Does anybody see a problem with this? Not necessarily with the desired changes
(though I think they are highly dangerous), but with the methodology? We're
_deep_ into "ends justify the means" here.

"We deserve to have things go the way we think they should! They didn't, so
the rules must be unfair!" (Never mind that it's the rules that we've played
by for 200 years, and that their side has won as often as they lost under
those rules.) "So we should change the rules so that we _always_ win, because
we deserve to!" That's the cry of entitled losers everywhere. But do we really
want the rules to be drawn up by whining, entitled losers? That's not a way to
get good rules.

And, you're going to create new states out of DC's 127 neighborhoods? 127 new
states? And your goal is also that "all citizens are represented by equal-
sized (House) districts"? Well, the population of DC is 702,000. Divided into
127 districts, that gives 5,500 people per district. (Unless you want to have
one House district represent more than one _State_ , which seems to me to be
problematic.) 330,000,000 people in the United States would give you a House
of 60,000 members. That's probably not workable.

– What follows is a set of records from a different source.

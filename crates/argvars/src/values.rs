use std::{
    collections::BTreeMap,
    path::{Component, Path, PathBuf},
};

use crate::{
    BindError, PROMPT_SLOTS,
    bind::{bind_with, template_vars},
    vars::{self, prompt_slot},
};

/// Project level values every template can reference
#[derive(Debug, Clone, Default, PartialEq, Eq)]
pub struct ProjectVars {
    pub root: PathBuf,
    pub build_dir: PathBuf,
    pub build_target: PathBuf,
    pub run_exec: PathBuf,
}

impl ProjectVars {
    fn absolute(&self, path: &Path) -> PathBuf {
        if path.as_os_str().is_empty() || path.is_absolute() {
            path.to_path_buf()
        } else {
            self.root.join(path)
        }
    }
}

/// What the active editor view exposes to templates
#[derive(Debug, Clone, Default, PartialEq, Eq)]
pub struct EditorContext {
    /// 0-based cursor line
    pub line: usize,
    /// 0-based cursor column
    pub col: usize,
    pub selection: String,
}

/// Resolved values for the variables of one dispatch
#[derive(Debug, Clone, Default, PartialEq, Eq)]
pub struct ArgValues {
    values: BTreeMap<String, String>,
}

impl ArgValues {
    /// Compute every variable for the given file, project and editor.
    ///
    /// Prompt slots start out unset.
    pub fn resolve(
        file: Option<&Path>,
        project: &ProjectVars,
        editor: Option<&EditorContext>,
    ) -> Self {
        let mut values = BTreeMap::new();
        let mut set = |name: &str, value: String| {
            values.insert(name.to_string(), value);
        };

        let file = file.map(|f| project.absolute(f));
        let file_path = file.as_deref().unwrap_or(Path::new(""));
        let dir = file_path.parent().unwrap_or(Path::new(""));

        set("FilePath", file_path.display().to_string());
        set(
            "FileDir",
            dir.file_name()
                .map(|n| n.to_string_lossy().into_owned())
                .unwrap_or_default(),
        );
        set(
            "FileDirProjRel",
            match dir.strip_prefix(&project.root) {
                Ok(rel) => rel.display().to_string(),
                // outside the project: the directory without its root
                Err(_) => dir
                    .components()
                    .filter(|c| !matches!(c, Component::RootDir | Component::Prefix(_)))
                    .collect::<PathBuf>()
                    .display()
                    .to_string(),
            },
        );
        set(
            "Filename",
            file_path
                .file_name()
                .map(|n| n.to_string_lossy().into_owned())
                .unwrap_or_default(),
        );
        set(
            "FilenameNoExt",
            file_path
                .file_stem()
                .map(|n| n.to_string_lossy().into_owned())
                .unwrap_or_default(),
        );
        set(
            "FileExt",
            file_path
                .extension()
                .map(|n| n.to_string_lossy().into_owned())
                .unwrap_or_default(),
        );

        let (line, col, selection) = match editor {
            Some(editor) => (editor.line + 1, editor.col + 1, editor.selection.clone()),
            None => (0, 0, String::new()),
        };
        set("CursorLine", line.to_string());
        set("CursorCol", col.to_string());
        set("SelectionText", selection);

        set("ProjectRoot", project.root.display().to_string());
        set(
            "BuildDir",
            project.absolute(&project.build_dir).display().to_string(),
        );
        set(
            "BuildTarg",
            project.absolute(&project.build_target).display().to_string(),
        );
        set(
            "RunExec",
            project.absolute(&project.run_exec).display().to_string(),
        );

        tracing::trace!(file = %file_path.display(), "resolved argument values");
        Self { values }
    }

    pub fn get(&self, name: &str) -> Option<&str> {
        self.values.get(name).map(String::as_str)
    }

    pub fn set(&mut self, name: impl Into<String>, value: impl Into<String>) {
        self.values.insert(name.into(), value.into());
    }

    /// Substitute this value set into `template`
    pub fn bind(&self, template: &str) -> String {
        bind_with(template, |name| self.get(name))
    }

    /// Record the user's answer for a 1-based prompt slot
    pub fn set_prompt(&mut self, slot: usize, value: impl Into<String>) -> Result<(), BindError> {
        if !(1..=PROMPT_SLOTS).contains(&slot) {
            return Err(BindError::InvalidPromptSlot(slot));
        }
        self.set(vars::prompt_var_name(slot), value);
        Ok(())
    }

    /// Forget all prompt answers, so the next dispatch asks again
    pub fn clear_prompts(&mut self) {
        self.values.retain(|name, _| prompt_slot(name).is_none());
    }

    /// Prompt slots referenced by `template` that have no answer yet
    pub fn missing_prompts(&self, template: &str) -> Vec<usize> {
        let mut slots: Vec<usize> = template_vars(template)
            .iter()
            .filter_map(|name| prompt_slot(name))
            .filter(|slot| !self.values.contains_key(&vars::prompt_var_name(*slot)))
            .collect();
        slots.sort_unstable();
        slots.dedup();
        slots
    }

    /// Fail with [`BindError::MissingPrompts`] if any template still needs input
    pub fn check_prompts<'t>(
        &self,
        templates: impl IntoIterator<Item = &'t str>,
    ) -> Result<(), BindError> {
        let mut slots: Vec<usize> = templates
            .into_iter()
            .flat_map(|t| self.missing_prompts(t))
            .collect();
        slots.sort_unstable();
        slots.dedup();
        if slots.is_empty() {
            Ok(())
        } else {
            Err(BindError::MissingPrompts { slots })
        }
    }

    pub fn iter(&self) -> impl Iterator<Item = (&str, &str)> {
        self.values.iter().map(|(k, v)| (k.as_str(), v.as_str()))
    }
}
//! Find and replace across the files of a project
mod filter;
mod link;
mod replace;
mod request;
mod results;
mod scan;
mod tree;

pub use filter::{SkipReason, is_binary, skip_reason};
pub use link::FindLink;
pub use replace::Replacer;
pub use request::{FindConfig, FindLoc, FindRequest};
pub use results::{FileResult, FindResults, ResultsView};
pub use scan::{FindScope, find};
pub use tree::FileNode;

#[derive(Debug, thiserror::Error)]
pub enum FindError {
    #[error("invalid regular expression `{pattern}`")]
    InvalidRegex {
        pattern: String,
        #[source]
        source: regex::Error,
    },

    #[error("no active file to search")]
    NoActiveFile,

    #[error("find was cancelled")]
    Cancelled,

    #[error("invalid find link `{0}`")]
    BadLink(String),

    #[error(transparent)]
    Document(#[from] documents::DocumentError),
}
use std::{
    path::{Path, PathBuf},
    sync::Arc,
};

use documents::Buffer;

/// The file tree as the find engine sees it: which directories are open,
/// and which files have a buffer.
#[derive(Debug, Clone)]
pub struct FileNode {
    pub path: PathBuf,
    pub is_dir: bool,
    pub open: bool,
    pub children: Vec<FileNode>,
    pub buffer: Option<Arc<dyn Buffer>>,
}

impl FileNode {
    pub fn file(path: impl Into<PathBuf>) -> Self {
        Self {
            path: path.into(),
            is_dir: false,
            open: false,
            children: Vec::new(),
            buffer: None,
        }
    }

    pub fn dir(path: impl Into<PathBuf>, open: bool, children: Vec<FileNode>) -> Self {
        Self {
            path: path.into(),
            is_dir: true,
            open,
            children,
            buffer: None,
        }
    }

    pub fn with_buffer(mut self, buffer: Arc<dyn Buffer>) -> Self {
        self.buffer = Some(buffer);
        self
    }

    /// Read the tree below `root` from disk.
    ///
    /// Only directories for which `is_open` holds are listed; `.git` is
    /// never entered.
    pub fn scan(root: &Path, is_open: &dyn Fn(&Path) -> bool) -> std::io::Result<Self> {
        let mut node = Self::dir(root, true, Vec::new());
        node.children = Self::list(root, is_open)?;
        Ok(node)
    }

    fn list(dir: &Path, is_open: &dyn Fn(&Path) -> bool) -> std::io::Result<Vec<FileNode>> {
        let mut entries: Vec<_> = std::fs::read_dir(dir)?.filter_map(|e| e.ok()).collect();
        entries.sort_by_key(|e| e.file_name());

        let mut children = Vec::with_capacity(entries.len());
        for entry in entries {
            let path = entry.path();
            let Ok(file_type) = entry.file_type() else {
                continue;
            };
            if file_type.is_dir() {
                if entry.file_name() == ".git" {
                    continue;
                }
                let open = is_open(&path);
                let grandchildren = if open {
                    Self::list(&path, is_open)?
                } else {
                    Vec::new()
                };
                children.push(Self::dir(path, open, grandchildren));
            } else if file_type.is_file() {
                children.push(Self::file(path));
            }
        }
        Ok(children)
    }

    /// Attach buffers to the files they belong to
    pub fn attach_buffers(&mut self, buffers: &[Arc<dyn Buffer>]) {
        if !self.is_dir {
            if let Some(buffer) = buffers.iter().find(|b| b.path() == self.path) {
                self.buffer = Some(Arc::clone(buffer));
            }
            return;
        }
        for child in &mut self.children {
            child.attach_buffers(buffers);
        }
    }

    /// Files visible in open directories, in tree order
    pub(crate) fn open_files(&self, skip_top: bool) -> Vec<&FileNode> {
        let mut out = Vec::new();
        self.collect_open(0, skip_top, &mut out);
        out
    }

    fn collect_open<'a>(&'a self, depth: usize, skip_top: bool, out: &mut Vec<&'a FileNode>) {
        for child in &self.children {
            if child.is_dir {
                if child.open {
                    child.collect_open(depth + 1, skip_top, out);
                }
            } else if !(skip_top && depth == 0) {
                out.push(child);
            }
        }
    }
}
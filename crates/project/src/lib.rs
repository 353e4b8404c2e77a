//! The project facade: one object per open project tying together its
//! settings, documents, commands, find and the debugger.
mod env;
mod events;
mod intent;
mod project;

pub use env::Environment;
pub use events::{EventQueue, UiEvent};
pub use intent::{ActiveView, DebugIntent, Intent, IntentContext, Outcome};
pub use project::{FindJob, Project, Services};
use std::{
    collections::HashMap,
    path::{Path, PathBuf},
    sync::Arc,
};

use documents::{Buffer, Region, region_offsets};
use regex::Regex;

use crate::{
    FindError,
    link::FindLink,
    request::FindRequest,
    results::{FindResults, ResultsView},
};

/// Replaces matches of a finished find, keeping track of where the
/// remaining matches moved to as earlier ones are edited.
#[derive(Debug)]
pub struct Replacer {
    request: FindRequest,
    re: Regex,
    /// Per file: original region and where it is now, `None` once replaced or
    /// invalidated by an overlapping edit
    regions: HashMap<PathBuf, Vec<(Region, Option<Region>)>>,
}

impl Replacer {
    pub fn new(results: &FindResults) -> Result<Self, FindError> {
        let regions = results
            .files
            .iter()
            .map(|f| {
                let tracked = f.regions.iter().map(|r| (*r, Some(*r))).collect();
                (f.path.clone(), tracked)
            })
            .collect();
        Ok(Self {
            re: results.request.compile()?,
            request: results.request.clone(),
            regions,
        })
    }

    /// Current regions of the matches still pending in `path`
    pub fn highlights(&self, path: &Path) -> Vec<Region> {
        self.regions
            .get(path)
            .map(|tracked| tracked.iter().filter_map(|(_, now)| *now).collect())
            .unwrap_or_default()
    }

    /// Where the match behind `link` currently is
    pub fn current_region(&self, link: &FindLink) -> Option<Region> {
        self.regions
            .get(&link.path)?
            .iter()
            .find(|(original, _)| *original == link.region)
            .and_then(|(_, now)| *now)
    }

    /// Highlight the pending matches of the linked file in `buffer`,
    /// returning where the linked match is now
    pub fn show(&self, link: &FindLink, buffer: &dyn Buffer) -> Option<Region> {
        buffer.set_highlights(self.highlights(&link.path));
        self.current_region(link)
    }

    fn replacement_for(&self, matched: &str) -> String {
        if self.request.regex {
            self.re
                .replace(matched, self.request.replace.as_str())
                .into_owned()
        } else {
            self.request.replace.clone()
        }
    }

    /// Replace the match behind `link` in `buffer`.
    ///
    /// Returns false, leaving the buffer alone, if the match was already
    /// replaced or no longer matches.
    #[tracing::instrument(skip_all, fields(link = %link))]
    pub fn replace(&mut self, link: &FindLink, buffer: &dyn Buffer) -> Result<bool, FindError> {
        let Some(region) = self.current_region(link) else {
            tracing::debug!("match is stale");
            return Ok(false);
        };

        let text = buffer.text();
        let Some((start, end)) = region_offsets(&text, region) else {
            tracing::debug!(%region, "region no longer in buffer");
            return Ok(false);
        };
        let matched = &text[start..end];
        if !self
            .re
            .find(matched)
            .is_some_and(|m| m.start() == 0 && m.end() == matched.len())
        {
            tracing::debug!(%matched, "text no longer matches");
            return Ok(false);
        }

        let replacement = self.replacement_for(matched);
        let match_case = self.request.ignore_case && !self.request.regex;
        let edit = buffer.replace_text(region, &replacement, match_case)?;

        if let Some(tracked) = self.regions.get_mut(&link.path) {
            for (original, now) in tracked.iter_mut() {
                *now = if *original == link.region {
                    None
                } else {
                    now.and_then(|r| r.adjusted(&edit))
                };
            }
        }
        Ok(true)
    }

    /// Replace the match linked from results line `line` and drop that line,
    /// so the following match moves up under the cursor.
    pub fn replace_at(
        &mut self,
        view: &mut ResultsView,
        line: usize,
        buffer: &dyn Buffer,
    ) -> Result<bool, FindError> {
        let link = view
            .link_at(line)
            .ok_or_else(|| FindError::BadLink(view.lines().get(line).cloned().unwrap_or_default()))?;
        let replaced = self.replace(&link, buffer)?;
        view.remove_line(line);
        buffer.set_highlights(self.highlights(&link.path));
        Ok(replaced)
    }

    /// Replace every pending match, opening buffers with `open`.
    ///
    /// Returns the number of replacements made.
    pub fn replace_all(
        &mut self,
        results: &FindResults,
        open: &mut dyn FnMut(&Path) -> Result<Arc<dyn Buffer>, FindError>,
    ) -> Result<usize, FindError> {
        let mut replaced = 0;
        for file in &results.files {
            let buffer = match &file.buffer {
                Some(buffer) => Arc::clone(buffer),
                None => open(&file.path)?,
            };
            for region in &file.regions {
                let link = FindLink {
                    path: file.path.clone(),
                    results_line: 0,
                    count: file.count,
                    region: *region,
                };
                if self.replace(&link, buffer.as_ref())? {
                    replaced += 1;
                }
            }
            buffer.set_highlights(Vec::new());
        }
        tracing::debug!(replaced, "replaced all matches");
        Ok(replaced)
    }
}
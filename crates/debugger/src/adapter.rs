//! The contract between the controller and a concrete debugger driver.
use std::{
    path::{Path, PathBuf},
    sync::Arc,
};

use commands::OutputSink;
use crossbeam_channel::Receiver;

use crate::types::{
    AllState, Break, BreakId, DebugMode, DebugParams, Frame, State, Status, ThreadSelector,
    Variable,
};

#[derive(Debug, Clone, PartialEq, Eq, thiserror::Error)]
pub enum AdapterError {
    #[error("building the debug target failed: {0}")]
    Build(String),

    #[error("could not start the debugger: {0}")]
    Spawn(String),

    /// The operation needs a stopped program
    #[error("program is running")]
    IsRunning,

    #[error("{0}")]
    Other(String),
}

/// Called by the adapter when its status changes outside a controller call,
/// e.g. the debuggee exits on its own
pub type StatusCallback = Box<dyn Fn(Status, String) + Send + Sync>;

/// Everything an adapter needs to start a session
#[derive(Debug, Clone)]
pub struct StartRequest {
    pub mode: DebugMode,
    pub exe: PathBuf,
    pub root: PathBuf,
    pub params: DebugParams,
    /// Debuggee output goes here
    pub output: Arc<OutputSink>,
}

/// A live debugging session.
///
/// Line numbers are 1-based throughout.
pub trait DebuggerAdapter: Send {
    fn is_active(&self) -> bool;

    /// Restart the debuggee without rebuilding it
    fn restart(&mut self) -> Result<(), AdapterError>;

    fn state(&mut self) -> Result<State, AdapterError>;

    /// Resume execution; the receiver yields states until the program stops
    /// or exits and is then disconnected
    fn continue_execution(&mut self) -> Result<Receiver<State>, AdapterError>;

    fn step_over(&mut self) -> Result<State, AdapterError>;
    fn step_into(&mut self) -> Result<State, AdapterError>;
    fn step_out(&mut self) -> Result<State, AdapterError>;
    /// Step a single machine instruction
    fn step_single(&mut self) -> Result<State, AdapterError>;

    fn stop(&mut self) -> Result<State, AdapterError>;

    fn list_breaks(&mut self) -> Result<Vec<Break>, AdapterError>;

    /// Make the adapter's breakpoints match `breaks` exactly. New breakpoints
    /// (id 0) are given their adapter ids in place.
    fn update_breaks(&mut self, breaks: &mut [Break]) -> Result<(), AdapterError>;

    fn clear_break(&mut self, id: BreakId) -> Result<(), AdapterError>;

    /// Stack, threads and variables of a stopped program
    fn init_all_state(&mut self, state: &State) -> Result<AllState, AdapterError>;

    /// As [`DebuggerAdapter::init_all_state`] for a chosen thread and frame
    fn update_all_state(
        &mut self,
        state: &State,
        selector: ThreadSelector,
        frame: usize,
    ) -> Result<AllState, AdapterError>;

    /// Frames of every thread currently at `path:line`
    fn find_frames(
        &mut self,
        state: &State,
        path: &Path,
        line: usize,
    ) -> Result<Vec<Frame>, AdapterError>;

    fn list_globals(&mut self, filter: &str) -> Result<Vec<Variable>, AdapterError>;

    fn get_var(
        &mut self,
        name: &str,
        selector: ThreadSelector,
        frame: usize,
    ) -> Result<Variable, AdapterError>;

    /// Whether the debuggee has lightweight tasks alongside OS threads
    fn has_tasks(&self) -> bool;

    fn detach(&mut self, kill: bool) -> Result<(), AdapterError>;
}

/// Starts sessions
pub trait AdapterFactory: Send + Sync {
    fn start(
        &self,
        request: StartRequest,
        on_status: StatusCallback,
    ) -> Result<Box<dyn DebuggerAdapter>, AdapterError>;
}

This whole thing smacks of "one person, one vote, one time". If they win (not
necessarily the Democrats, but people that back this crackpot idea), they'll
stack the deck so thoroughly that they'll never lose again. Such people do not
deserve your vote; rather they deserve being opposed as strongly as possible.

And what in the world has happened to _Harvard Law_ , that they're supporting
garbage like this?

------
forgot_my_pwd
What a rhetorically weak and unintelligent opening, which shortsightedly
ignores that Presidents who won the popular vote in the past have started wars
and engaged in infidelity before. The idea that somehow policies and behaviors
that the author has a personal problem with would be avoided by bowing to the
popular vote is just silly.

> "Equal representation of states in the Senate, for example, gives citizens
> of low-population states undue influence in Congress."

As for the above quote, I would have expected more from the HLR. The entire
reason why Senators are apportioned as they are is to give low population
states extra influence. Supporters of progressive economic policy will
immediately understand the reason: smaller states should get the same number
of Senators as larger states to balance their weakness relative to these
states. Similar reasoning is used to justify transfers of wealth from the
wealthy to the poor.

One little talked about reason why this is especially good for the country and
its people is that it provides an extra check on the impulses of powerful
states that may want to push policy which may not be beneficial for the entire
country, or is shortsighted.

It stands to reason that small states may have profoundly different
perspectives than large states and so by forcing these different perspectives
to come to terms with one another better policy will be the result. If one
state or region had complete dominance, there would be no opportunity for
debate and the benefits of the reflection that such debate forces.

The entire US system is built with the idea of balance in mind and everything
is structured so that the various forces in the nation balance one another.